Filter the entries for the string "false". Copy each line that has it.

· · · · · · ·

//! Conditional GET backed by the etag ledger.
//!
//! Inbound, a request carrying `If-None-Match` is answered with
//! `304 Not Modified` when the cache says that etag was served and is still
//! live; the application handler never runs. Outbound, a response that was
//! given an etag through [`CachingReply::etag`](super::CachingReply::etag) has
//! it recorded for the requested lifetime.
//!
//! `If-None-Match` is compared as one opaque string: no list splitting and no
//! weak (`W/`) comparison. Repeated header lines are joined with `", "` first.

use std::sync::Arc;

use serde_json::Value;
use tracing::{debug, error};

use super::{CachingError, reply::EtagLifetime};
use crate::{
    Response, StatusCode,
    cache::{Cache, CacheKey},
    context::Context,
    http::header,
    middleware::{BoxFuture, Middleware, Next},
};

/// The shared cache seen through one segment, used as a record of served etags.
///
/// Also inserted into every request [`Context`] by
/// [`ConditionalGetMiddleware`], so handlers can reach the cache.
#[derive(Clone)]
pub struct EtagLedger {
    cache: Arc<dyn Cache>,
    segment: Arc<str>,
}

impl EtagLedger {
    pub fn new(cache: Arc<dyn Cache>, segment: impl Into<Arc<str>>) -> Self {
        Self {
            cache,
            segment: segment.into(),
        }
    }

    pub fn cache(&self) -> &Arc<dyn Cache> {
        &self.cache
    }

    pub fn segment(&self) -> &str {
        &self.segment
    }

    pub fn key(&self, etag: &str) -> CacheKey {
        CacheKey::new(etag, &*self.segment)
    }

    /// Whether `etag` was recorded and has not expired. Issues exactly one
    /// cache lookup.
    pub async fn is_fresh(&self, etag: &str) -> Result<bool, CachingError> {
        let key = self.key(etag);
        match self.cache.get(&key).await {
            Ok(cached) => Ok(cached.is_some_and(|item| item.is_truthy())),
            Err(source) => Err(CachingError::Lookup { key, source }),
        }
    }

    /// Records the etag of `response`, consuming its [`EtagLifetime`].
    ///
    /// Returns `Ok(false)` without touching the cache when the response has no
    /// etag, no lifetime, or a zero lifetime.
    pub async fn remember(&self, response: &mut Response) -> Result<bool, CachingError> {
        let lifetime = response.extensions_mut().remove::<EtagLifetime>();
        let etag = response
            .headers()
            .get(header::ETAG)
            .filter(|etag| !etag.is_empty());

        let (Some(etag), Some(EtagLifetime(ttl))) = (etag, lifetime) else {
            return Ok(false);
        };
        if ttl.is_zero() {
            return Ok(false);
        }

        let key = self.key(etag);
        match self.cache.set(key.clone(), Value::Bool(true), ttl).await {
            Ok(()) => {
                debug!(key = %key, ttl = ?ttl, "etag recorded");
                Ok(true)
            }
            Err(source) => Err(CachingError::Store { key, source }),
        }
    }
}

/// Answers repeat requests for a known etag with `304 Not Modified` and
/// records etags assigned by the application.
///
/// A cache failure on either side turns into a `500` for that request only.
#[derive(Clone)]
pub struct ConditionalGetMiddleware {
    ledger: EtagLedger,
}

impl ConditionalGetMiddleware {
    pub fn new(ledger: EtagLedger) -> Self {
        Self { ledger }
    }
}

// Repeated `If-None-Match` lines are joined with ", " into one opaque key.
fn if_none_match(ctx: &Context) -> Option<String> {
    let lines: Vec<&str> = ctx
        .request()
        .headers()
        .get_all(header::IF_NONE_MATCH)
        .collect();
    let joined = lines.join(", ");
    (!joined.is_empty()).then_some(joined)
}

impl Middleware for ConditionalGetMiddleware {
    fn handle(&self, mut ctx: Context, next: Next) -> BoxFuture<'static, Response> {
        let ledger = self.ledger.clone();
        Box::pin(async move {
            if let Some(etag) = if_none_match(&ctx) {
                match ledger.is_fresh(&etag).await {
                    Ok(true) => {
                        debug!(etag = %etag, segment = %ledger.segment(), "etag hit, not modified");
                        return Response::new(StatusCode::NotModified);
                    }
                    Ok(false) => {
                        debug!(etag = %etag, segment = %ledger.segment(), "etag miss");
                    }
                    Err(err) => {
                        error!(error = %err, "conditional GET lookup failed");
                        return err.into_response();
                    }
                }
            }

            ctx.extensions_mut().insert(ledger.clone());
            let mut response = next.run(ctx).await;

            if let Err(err) = ledger.remember(&mut response).await {
                error!(error = %err, "failed to record etag");
                return err.into_response();
            }
            response
        })
    }
}

#[cfg(test)]
mod tests {
    use std::{
        sync::atomic::{AtomicUsize, Ordering},
        time::Duration,
    };

    use super::*;
    use crate::{
        Pipeline, Request,
        cache::{CacheError, CacheResult, CachedItem, MemoryCache},
        caching::CachingReply,
        http::Method,
    };

    /// Counts calls and optionally fails them.
    #[derive(Default)]
    struct ScriptedCache {
        inner: MemoryCache,
        fail_get: bool,
        fail_set: bool,
        gets: AtomicUsize,
        sets: AtomicUsize,
    }

    impl Cache for ScriptedCache {
        fn get<'a>(
            &'a self,
            key: &'a CacheKey,
        ) -> BoxFuture<'a, CacheResult<Option<CachedItem>>> {
            self.gets.fetch_add(1, Ordering::SeqCst);
            if self.fail_get {
                return Box::pin(async {
                    Err(CacheError::Unavailable("cache.get always errors".into()))
                });
            }
            self.inner.get(key)
        }

        fn set<'a>(
            &'a self,
            key: CacheKey,
            value: Value,
            ttl: Duration,
        ) -> BoxFuture<'a, CacheResult<()>> {
            self.sets.fetch_add(1, Ordering::SeqCst);
            if self.fail_set {
                return Box::pin(async {
                    Err(CacheError::Unavailable("cache.set always errors".into()))
                });
            }
            self.inner.set(key, value, ttl)
        }

        fn delete<'a>(&'a self, key: &'a CacheKey) -> BoxFuture<'a, CacheResult<()>> {
            self.inner.delete(key)
        }
    }

    fn pipeline(cache: Arc<ScriptedCache>, hits: Arc<AtomicUsize>) -> Pipeline {
        let ledger = EtagLedger::new(cache, "test");
        Pipeline::new(move |_ctx| {
            let hits = Arc::clone(&hits);
            async move {
                hits.fetch_add(1, Ordering::SeqCst);
                Response::new(StatusCode::Ok)
                    .etag("123456", Duration::from_millis(1000))
                    .body("fresh")
            }
        })
        .with(ConditionalGetMiddleware::new(ledger))
    }

    fn get(if_none_match: Option<&str>) -> Request {
        let request = Request::new(Method::Get, "/");
        match if_none_match {
            Some(etag) => request.with_header("If-None-Match", etag),
            None => request,
        }
    }

    #[tokio::test]
    async fn no_header_never_consults_cache() {
        let cache = Arc::new(ScriptedCache::default());
        let hits = Arc::new(AtomicUsize::new(0));
        let app = pipeline(Arc::clone(&cache), Arc::clone(&hits));

        let res = app.handle(get(None)).await;
        assert_eq!(res.status(), StatusCode::Ok);
        assert_eq!(hits.load(Ordering::SeqCst), 1);
        assert_eq!(cache.gets.load(Ordering::SeqCst), 0);
        assert_eq!(cache.sets.load(Ordering::SeqCst), 1);
    }

    #[tokio::test]
    async fn stored_etag_short_circuits_with_304() {
        let cache = Arc::new(ScriptedCache::default());
        let hits = Arc::new(AtomicUsize::new(0));
        let app = pipeline(Arc::clone(&cache), Arc::clone(&hits));

        app.handle(get(None)).await;
        for _ in 0..2 {
            let res = app.handle(get(Some("123456"))).await;
            assert_eq!(res.status(), StatusCode::NotModified);
            assert!(res.body_ref().is_empty());
        }
        assert_eq!(hits.load(Ordering::SeqCst), 1);
        assert_eq!(cache.gets.load(Ordering::SeqCst), 2);
    }

    #[tokio::test]
    async fn unknown_etag_reaches_handler() {
        let cache = Arc::new(ScriptedCache::default());
        let hits = Arc::new(AtomicUsize::new(0));
        let app = pipeline(Arc::clone(&cache), Arc::clone(&hits));

        let res = app.handle(get(Some("other"))).await;
        assert_eq!(res.status(), StatusCode::Ok);
        assert_eq!(res.body_ref(), b"fresh");
        assert_eq!(hits.load(Ordering::SeqCst), 1);
    }

    #[tokio::test]
    async fn repeated_header_lines_form_one_key() {
        let cache = Arc::new(ScriptedCache::default());
        cache
            .set(CacheKey::new("a, b", "test"), Value::Bool(true), Duration::from_secs(1))
            .await
            .unwrap();
        let hits = Arc::new(AtomicUsize::new(0));
        let app = pipeline(Arc::clone(&cache), Arc::clone(&hits));

        let request = get(Some("a")).with_header("If-None-Match", "b");
        let res = app.handle(request).await;
        assert_eq!(res.status(), StatusCode::NotModified);
        assert_eq!(hits.load(Ordering::SeqCst), 0);

        let res = app.handle(get(Some("a"))).await;
        assert_eq!(res.status(), StatusCode::Ok);
        assert_eq!(hits.load(Ordering::SeqCst), 1);
    }

    #[tokio::test]
    async fn empty_header_is_ignored() {
        let cache = Arc::new(ScriptedCache::default());
        let hits = Arc::new(AtomicUsize::new(0));
        let app = pipeline(Arc::clone(&cache), Arc::clone(&hits));

        let res = app.handle(get(Some(""))).await;
        assert_eq!(res.status(), StatusCode::Ok);
        assert_eq!(cache.gets.load(Ordering::SeqCst), 0);
    }

    #[tokio::test]
    async fn falsy_cached_item_is_a_miss() {
        let cache = Arc::new(ScriptedCache::default());
        cache
            .set(CacheKey::new("123456", "test"), Value::Bool(false), Duration::from_secs(1))
            .await
            .unwrap();
        let ledger = EtagLedger::new(cache, "test");
        assert!(!ledger.is_fresh("123456").await.unwrap());
    }

    #[tokio::test]
    async fn failing_get_yields_500_only_with_header() {
        let cache = Arc::new(ScriptedCache {
            fail_get: true,
            ..Default::default()
        });
        let hits = Arc::new(AtomicUsize::new(0));
        let app = pipeline(Arc::clone(&cache), Arc::clone(&hits));

        let res = app.handle(get(Some("123456"))).await;
        assert_eq!(res.status(), StatusCode::InternalServerError);
        assert_eq!(hits.load(Ordering::SeqCst), 0);

        let res = app.handle(get(None)).await;
        assert_eq!(res.status(), StatusCode::Ok);
    }

    #[tokio::test]
    async fn failing_set_yields_500() {
        let cache = Arc::new(ScriptedCache {
            fail_set: true,
            ..Default::default()
        });
        let hits = Arc::new(AtomicUsize::new(0));
        let app = pipeline(Arc::clone(&cache), Arc::clone(&hits));

        let res = app.handle(get(None)).await;
        assert_eq!(res.status(), StatusCode::InternalServerError);
        assert_eq!(hits.load(Ordering::SeqCst), 1);
    }

    #[tokio::test]
    async fn remember_skips_without_etag_or_lifetime() {
        let cache = Arc::new(ScriptedCache::default());
        let ledger = EtagLedger::new(Arc::clone(&cache) as Arc<dyn Cache>, "test");

        let mut plain = Response::new(StatusCode::Ok);
        assert!(!ledger.remember(&mut plain).await.unwrap());

        // header set directly, no lifetime attached
        let mut bare = Response::new(StatusCode::Ok).header("ETag", "raw");
        assert!(!ledger.remember(&mut bare).await.unwrap());

        let mut zero = Response::new(StatusCode::Ok).etag("zero", Duration::ZERO);
        assert!(!ledger.remember(&mut zero).await.unwrap());

        assert_eq!(cache.sets.load(Ordering::SeqCst), 0);
    }

    #[tokio::test]
    async fn remember_consumes_lifetime() {
        let cache = Arc::new(ScriptedCache::default());
        let ledger = EtagLedger::new(Arc::clone(&cache) as Arc<dyn Cache>, "test");

        let mut res = Response::new(StatusCode::Ok).etag("once", None);
        assert!(ledger.remember(&mut res).await.unwrap());
        assert!(res.extensions().get::<EtagLifetime>().is_none());
        assert!(!ledger.remember(&mut res).await.unwrap());

        let stored = cache.get(&ledger.key("once")).await.unwrap().unwrap();
        assert_eq!(stored.item, Value::Bool(true));
        assert_eq!(stored.ttl, 3_600_000);
    }

    #[tokio::test(start_paused = true)]
    async fn etag_expires_after_its_lifetime() {
        let cache = Arc::new(ScriptedCache::default());
        let hits = Arc::new(AtomicUsize::new(0));
        let app = pipeline(Arc::clone(&cache), Arc::clone(&hits));

        app.handle(get(None)).await;
        tokio::time::advance(Duration::from_millis(999)).await;
        assert_eq!(
            app.handle(get(Some("123456"))).await.status(),
            StatusCode::NotModified
        );

        tokio::time::advance(Duration::from_millis(1)).await;
        let res = app.handle(get(Some("123456"))).await;
        assert_eq!(res.status(), StatusCode::Ok);
        assert_eq!(res.body_ref(), b"fresh");
        assert_eq!(hits.load(Ordering::SeqCst), 2);
    }

    #[tokio::test]
    async fn handlers_can_reach_the_ledger() {
        let ledger = EtagLedger::new(Arc::new(MemoryCache::new()), "app");
        let app = Pipeline::new(|ctx: Context| async move {
            let segment = ctx
                .extensions()
                .get::<EtagLedger>()
                .map(|ledger| ledger.segment().to_owned())
                .unwrap_or_default();
            Response::new(StatusCode::Ok).body(segment)
        })
        .with(ConditionalGetMiddleware::new(ledger));

        let res = app.handle(get(None)).await;
        assert_eq!(res.body_ref(), b"app");
    }
}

· · · · · · ·

SOLVED PROBLEM —
    /// Returns `Ok(false)` without touching the cache when the response has no
            return Ok(false);
            return Ok(false);
                    Ok(false) => {
            .set(CacheKey::new("123456", "test"), Value::Bool(false), Duration::from_secs(1))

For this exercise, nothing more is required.